Enjoyment of the outdoors and an appreciation of the area’s rugged beauty made settling here a natural choice for both men. But there was work to be done if their little community by the creek would thrive, or even just survive.
A Legacy of Pollution
AMD occurs when water flows over and through abandoned mine refuse, dissolving iron, manganese and other minerals. This metal-rich water ends up in streams and rivers, killing aquatic life, threatening drinking water and discouraging recreational use. Nearly 2,000 miles of streams and rivers in the coal mining regions of West Virginia are negatively affected by acid mine drainage. Nationally, more than 12,000 miles of waterways are degraded by AMD, nearly all of it originating from abandoned mines.
Cleaning Up
Officially operating since 2003, one of MCWA’s first tasks was to identify four primary project sites where the effects of acid mine drainage could be mitigated.

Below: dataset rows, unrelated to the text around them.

// Licensed to the Apache Software Foundation (ASF) under one
// or more contributor license agreements.  See the NOTICE file
// distributed with this work for additional information
// regarding copyright ownership.  The ASF licenses this file
// to you under the Apache License, Version 2.0 (the
// "License"); you may not use this file except in compliance
// with the License.  You may obtain a copy of the License at
//
//   http://www.apache.org/licenses/LICENSE-2.0
//
// Unless required by applicable law or agreed to in writing,
// software distributed under the License is distributed on an
// "AS IS" BASIS, WITHOUT WARRANTIES OR CONDITIONS OF ANY
// KIND, either express or implied.  See the License for the
// specific language governing permissions and limitations
// under the License.
use std::{any::Any, fmt::Debug, sync::Arc};

use arrow_schema::DataType;
use datafusion_common::{not_impl_err, Result};
use datafusion_expr::{
    ColumnarValue, Documentation, ScalarFunctionArgs, ScalarUDFImpl, Signature, Volatility,
};

use crate::matchers::ArgMatcher;

pub type ScalarKernelRef = Arc<dyn SkydbScalarKernel + Send + Sync>;

/// Top-level scalar user-defined function
///
/// This struct implements datafusion's ScalarUDF and implements kernel
/// dispatch: whereas a SkydbScalarUDF represents a logical operation (e.g.,
/// s2PtInCPoly()), a kernel wraps the logic for one specific set of argument
/// types (e.g., the packed-binary or the variadic-coordinate call form).
#[derive(Debug, Clone)]
pub struct SkydbScalarUDF {
    name: String,
    signature: Signature,
    kernels: Vec<ScalarKernelRef>,
    documentation: Option<Documentation>,
    aliases: Vec<String>,
}

/// User-defined function implementation
///
/// A [SkydbScalarUDF] is comprised of one or more kernels, dispatching to the
/// first whose return_type returns `Some()`.
pub trait SkydbScalarKernel: Debug {
    /// Calculate a return type given input types
    ///
    /// Returns Some(data_type) if this kernel applies to the input types or
    /// None otherwise. The [ArgMatcher] contains a set of helper functions to
    /// help implement this function.
    fn return_type(&self, args: &[DataType]) -> Result<Option<DataType>>;

    /// Compute a batch of results
    fn invoke_batch(&self, arg_types: &[DataType], args: &[ColumnarValue])
        -> Result<ColumnarValue>;
}

/// Type definition for a scalar kernel implementation function
pub type SkydbScalarKernelImpl =
    Arc<dyn Fn(&[DataType], &[ColumnarValue]) -> Result<ColumnarValue> + Send + Sync>;

/// Scalar kernel based on a function
pub struct SimpleSkydbScalarKernel {
    arg_matcher: ArgMatcher,
    fun: SkydbScalarKernelImpl,
}

impl Debug for SimpleSkydbScalarKernel {
    fn fmt(&self, f: &mut std::fmt::Formatter) -> std::fmt::Result {
        f.debug_struct("SimpleSkydbScalarKernel").finish()
    }
}

impl SimpleSkydbScalarKernel {
    pub fn new_ref(arg_matcher: ArgMatcher, fun: SkydbScalarKernelImpl) -> ScalarKernelRef {
        Arc::new(Self { arg_matcher, fun })
    }
}

impl SkydbScalarKernel for SimpleSkydbScalarKernel {
    fn return_type(&self, args: &[DataType]) -> Result<Option<DataType>> {
        self.arg_matcher.match_args(args)
    }

    fn invoke_batch(
        &self,
        arg_types: &[DataType],
        args: &[ColumnarValue],
    ) -> Result<ColumnarValue> {
        (self.fun)(arg_types, args)
    }
}

impl SkydbScalarUDF {
    /// Create a new SkydbScalarUDF
    pub fn new(
        name: &str,
        kernels: Vec<ScalarKernelRef>,
        volatility: Volatility,
        documentation: Option<Documentation>,
    ) -> SkydbScalarUDF {
        let signature = Signature::user_defined(volatility);
        Self {
            name: name.to_string(),
            signature,
            kernels,
            documentation,
            aliases: vec![],
        }
    }

    pub fn new_with_aliases(
        name: &str,
        kernels: Vec<ScalarKernelRef>,
        volatility: Volatility,
        documentation: Option<Documentation>,
        aliases: Vec<String>,
    ) -> SkydbScalarUDF {
        let signature = Signature::user_defined(volatility);
        Self {
            name: name.to_string(),
            signature,
            kernels,
            documentation,
            aliases,
        }
    }

    /// Create a new stub function
    ///
    /// Creates a new function that calculates a return type but fails when
    /// invoked with arguments. This is useful when the actual functionality
    /// is expected to be registered from an independent crate.
    pub fn new_stub(
        name: &str,
        arg_matcher: ArgMatcher,
        volatility: Volatility,
        documentation: Option<Documentation>,
    ) -> Self {
        let name_string = name.to_string();
        let stub_kernel = SimpleSkydbScalarKernel::new_ref(
            arg_matcher,
            Arc::new(move |arg_types, _| {
                not_impl_err!("Implementation for {name_string}({arg_types:?}) was not registered")
            }),
        );

        Self::new(name, vec![stub_kernel], volatility, documentation)
    }

    /// Create a SkydbScalarUDF from a single kernel
    ///
    /// This constructor creates a [Volatility::Immutable] function with no
    /// documentation consisting of only the implementation provided.
    pub fn from_kernel(name: &str, kernel: ScalarKernelRef) -> SkydbScalarUDF {
        Self::new(name, vec![kernel], Volatility::Immutable, None)
    }

    /// Return a copy of this UDF registered under a different name
    pub fn with_name(&self, name: &str) -> SkydbScalarUDF {
        let mut out = self.clone();
        out.name = name.to_string();
        out
    }

    /// Add a new kernel to a scalar UDF
    ///
    /// Because kernels are resolved in reverse order, the new kernel will
    /// take precedence over any previously added kernels that apply to the
    /// same types.
    pub fn add_kernel(&mut self, kernel: ScalarKernelRef) {
        self.kernels.push(kernel);
    }

    fn return_type_impl(&self, args: &[DataType]) -> Result<(&dyn SkydbScalarKernel, DataType)> {
        // Resolve kernels in reverse so that more recently added ones are
        // resolved first
        for kernel in self.kernels.iter().rev() {
            if let Some(return_type) = kernel.return_type(args)? {
                return Ok((kernel.as_ref(), return_type));
            }
        }

        not_impl_err!("{}({:?}): No kernel matching arguments", self.name, args)
    }
}

impl ScalarUDFImpl for SkydbScalarUDF {
    fn as_any(&self) -> &dyn Any {
        self
    }

    fn name(&self) -> &str {
        &self.name
    }

    fn signature(&self) -> &Signature {
        &self.signature
    }

    fn documentation(&self) -> Option<&Documentation> {
        self.documentation.as_ref()
    }

    fn return_type(&self, arg_types: &[DataType]) -> Result<DataType> {
        let (_, out_type) = self.return_type_impl(arg_types)?;
        Ok(out_type)
    }

    fn coerce_types(&self, arg_types: &[DataType]) -> Result<Vec<DataType>> {
        Ok(arg_types.to_vec())
    }

    fn invoke_with_args(&self, args: ScalarFunctionArgs) -> Result<ColumnarValue> {
        let arg_types = args
            .arg_fields
            .iter()
            .map(|field| field.data_type().clone())
            .collect::<Vec<_>>();

        let (kernel, _) = self.return_type_impl(&arg_types)?;
        kernel.invoke_batch(&arg_types, &args.args)
    }

    fn aliases(&self) -> &[String] {
        &self.aliases
    }
}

With grants and assistance from state agencies, a team of volunteers from MCWA set about building four AMD passive treatment facilities and stabilizing the stream banks. All together, more than 2,000 trees have been planted, including hundreds of blight-resistant native American chestnuts. Trash and debris was also a big problem in Morris Creek.
Life Returns to the Creek
Soon, life began returning to the stream. “We started getting the biological critters back in the streambed,” says Eddy. “All kinds of little things that live in the sand and gravel in the streambed. Once that was restored, we had a food supply that could then support crawdads and minnows and salamanders and all that good stuff.” Once they had something to eat, brown trout were released into the creek. When they did well, rainbow and brook trout were also introduced. “After being dead for 30 years, today we have a stream that supports three species of trout,” says Eddy. “It’s the only stream in southern West Virginia that can make that claim.”
Treating Acid Mine Drainage
It’s a sunny but cool November afternoon and Eddy Grey is making the 20-minute walk from his house to the farthest of the four AMD mitigation sites. Known as a limestone contact treatment facility, the site consists of a series of stepped holding ponds at the base of a steep hill, dense with brush and trees. Pale brown and red leaves are scattered over the surface of the first and highest pond. Bright orange and yellow leaves line its shallow bottom. A long thin pipe slopes down the hill, bringing acidic water from a sealed mine portal. Its open end hovers over the pond.
The process of treating this polluted water is relatively simple. “It’s nothing more than for water to come through and come in contact with limestone,” says Eddy. As it enters the first pond, the mine drainage is acidic, so it has a low pH. As it flows over and through a series of limestone step dams, contact with the limestone causes the pH level of the AMD to be raised, which causes the dissolved iron, manganese and other heavy metals to drop out as solids. By the time it leaves the last pond, the water’s pH has returned to normal, and the now-clean water enters the stream. The bright orange-yellow color that lines the bottom of the ponds is iron sludge that is eventually scooped up and moved to drying beds.
Success Story
Fred Lockard lives at the other end of Morris Drive, downstream from Mike and Eddy, in the house he’s occupied since 1969. “I’m extremely proud of this creek. We’ve got crawdad, we’ve got salamanders. We’ve got a crane about this big,” he says with arms stretched wide. “There is so much more wildlife today than there was when I was a kid.”
“Mike and I played in the creek and most all the kids did,” says Eddy. “But the last 30 years prior to us starting this, that didn’t exist. We just took the initiative so our kids and our grandkids can enjoy the things that we did.”